Book Synopsis Plants and Ancient Man by : International Work Group for Palaeoethnobotany. Symposium
Download or read book Plants and Ancient Man written by International Work Group for Palaeoethnobotany. Symposium and published by . This book was released on 1984 with total page 382 pages. Available in PDF, EPUB and Kindle. Book excerpt: Paläoethnobotanik - Quellen - Humulus
Book Synopsis Food and Drink in Medieval Poland by : Maria Dembinska
Download or read book Food and Drink in Medieval Poland written by Maria Dembinska and published by University of Pennsylvania Press. This book was released on 1999-08-20 with total page 260 pages. Available in PDF, EPUB and Kindle. Book excerpt: Topics examined include not just the personal eating habits of kings, queens, and nobles but also those of the peasants, monks, and other social groups not generally considered in medieval food studies."--BOOK JACKET.
Download or read book Cannabis written by Robert Clarke and published by Univ of California Press. This book was released on 2016-06-28 with total page 452 pages. Available in PDF, EPUB and Kindle. Book excerpt: Cannabis: Evolution and Ethnobotany is a comprehensive, interdisciplinary exploration of the natural origins and early evolution of this famous plant, highlighting its historic role in the development of human societies. Cannabis has long been prized for the strong and durable fiber in its stalks, its edible and oil-rich seeds, and the psychoactive and medicinal compounds produced by its female flowers.

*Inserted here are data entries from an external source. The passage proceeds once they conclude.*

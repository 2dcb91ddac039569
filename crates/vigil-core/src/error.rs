//! Error types for Vigil observers.
//!
//! Two kinds of failure reach callers. Configuration errors (no tracer,
//! bad config) are always returned regardless of mode. Observation failures
//! are only returned by observers in [`Mode::Asserting`](crate::Mode).

use thiserror::Error;

/// Errors returned by observer operations.
#[derive(Debug, Clone, PartialEq, Eq, Error)]
pub enum ObserverError {
    /// A tracer-dependent operation was called with no tracer attached.
    #[error("No event tracer associated with observer")]
    NoTracer,

    /// An observation failed while asserting.
    #[error("{operation} failed: {description}")]
    ObservationFailed {
        /// Name of the observation operation.
        operation: String,
        /// The same description that was logged.
        description: String,
    },

    /// Invalid observer configuration.
    #[error("Invalid configuration: {0}")]
    InvalidConfig(String),

    /// The attached tracer rejected a subscription request.
    #[error("Tracer error: {0}")]
    Tracer(String),
}

impl ObserverError {
    /// Check if this is an assertion-style observation failure.
    pub fn is_observation_failure(&self) -> bool {
        matches!(self, ObserverError::ObservationFailed { .. })
    }

    /// Check if this is a configuration error.
    pub fn is_config_error(&self) -> bool {
        matches!(
            self,
            ObserverError::NoTracer | ObserverError::InvalidConfig(_)
        )
    }
}

/// Result type alias for observer operations.
pub type Result<T> = std::result::Result<T, ObserverError>;
//! Bookkeeping for submitted long-running commands.

use dashmap::DashMap;
use tracing::debug;

use vigil_trace::ResultCode;

/// Lifecycle status of a long-running command.
#[derive(Debug, Clone, PartialEq, Eq)]
pub enum CommandStatus {
    /// Accepted, not yet running.
    Queued,
    /// Running on a worker.
    InProgress,
    /// Finished with a result.
    Completed {
        /// Result code.
        code: ResultCode,
        /// Result message.
        message: String,
    },
}

impl CommandStatus {
    /// Check if the command has finished.
    pub fn is_completed(&self) -> bool {
        matches!(self, CommandStatus::Completed { .. })
    }
}

/// Tracks the status of every command a device accepted.
#[derive(Debug, Default)]
pub struct CommandTracker {
    commands: DashMap<String, CommandStatus>,
}

impl CommandTracker {
    /// Create an empty tracker.
    pub fn new() -> Self {
        Self::default()
    }

    /// Record a newly accepted command.
    pub fn queue(&self, command_id: &str) {
        self.commands
            .insert(command_id.to_string(), CommandStatus::Queued);
        debug!(command_id, "Command queued");
    }

    /// Mark a command as running.
    pub fn start(&self, command_id: &str) {
        self.commands
            .insert(command_id.to_string(), CommandStatus::InProgress);
        debug!(command_id, "Command in progress");
    }

    /// Record a command's result.
    pub fn complete(&self, command_id: &str, code: ResultCode, message: impl Into<String>) {
        let message = message.into();
        debug!(command_id, code = ?code, message = %message, "Command completed");
        self.commands
            .insert(command_id.to_string(), CommandStatus::Completed { code, message });
    }

    /// Get a command's status.
    pub fn status(&self, command_id: &str) -> Option<CommandStatus> {
        self.commands.get(command_id).map(|r| r.value().clone())
    }

    /// Get the number of commands still queued or running.
    pub fn pending(&self) -> usize {
        self.commands
            .iter()
            .filter(|r| !r.value().is_completed())
            .count()
    }

    /// Get the number of tracked commands.
    pub fn len(&self) -> usize {
        self.commands.len()
    }

    /// Check if no commands were tracked.
    pub fn is_empty(&self) -> bool {
        self.commands.is_empty()
    }
}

The culturally valuable and often irreplaceable goods derived from cannabis deeply influenced the commercial, medical, ritual, and religious practices of cultures throughout the ages, and human desire for these commodities directed the evolution of the plant toward its contemporary varieties. As interest in cannabis grows and public debate over its many uses rises, this book will help us understand why humanity continues to rely on this plant and adapts it to suit our needs.
Book Synopsis Palaeohistoria 45/46 (2003/2004) by : P. A. J. Attema
Download or read book Palaeohistoria 45/46 (2003/2004) written by P. A. J. Attema and published by Barkhuis. This book was released on 2005-12-31 with total page 382 pages. Available in PDF, EPUB and Kindle. Book excerpt: The annual journal Palaeohistoria is edited by the staff of the Groningen Institute of Archaeology, and carries detailed articles on material culture, analysis of radiocarbon data and the results of excavations, surveys and coring campaigns.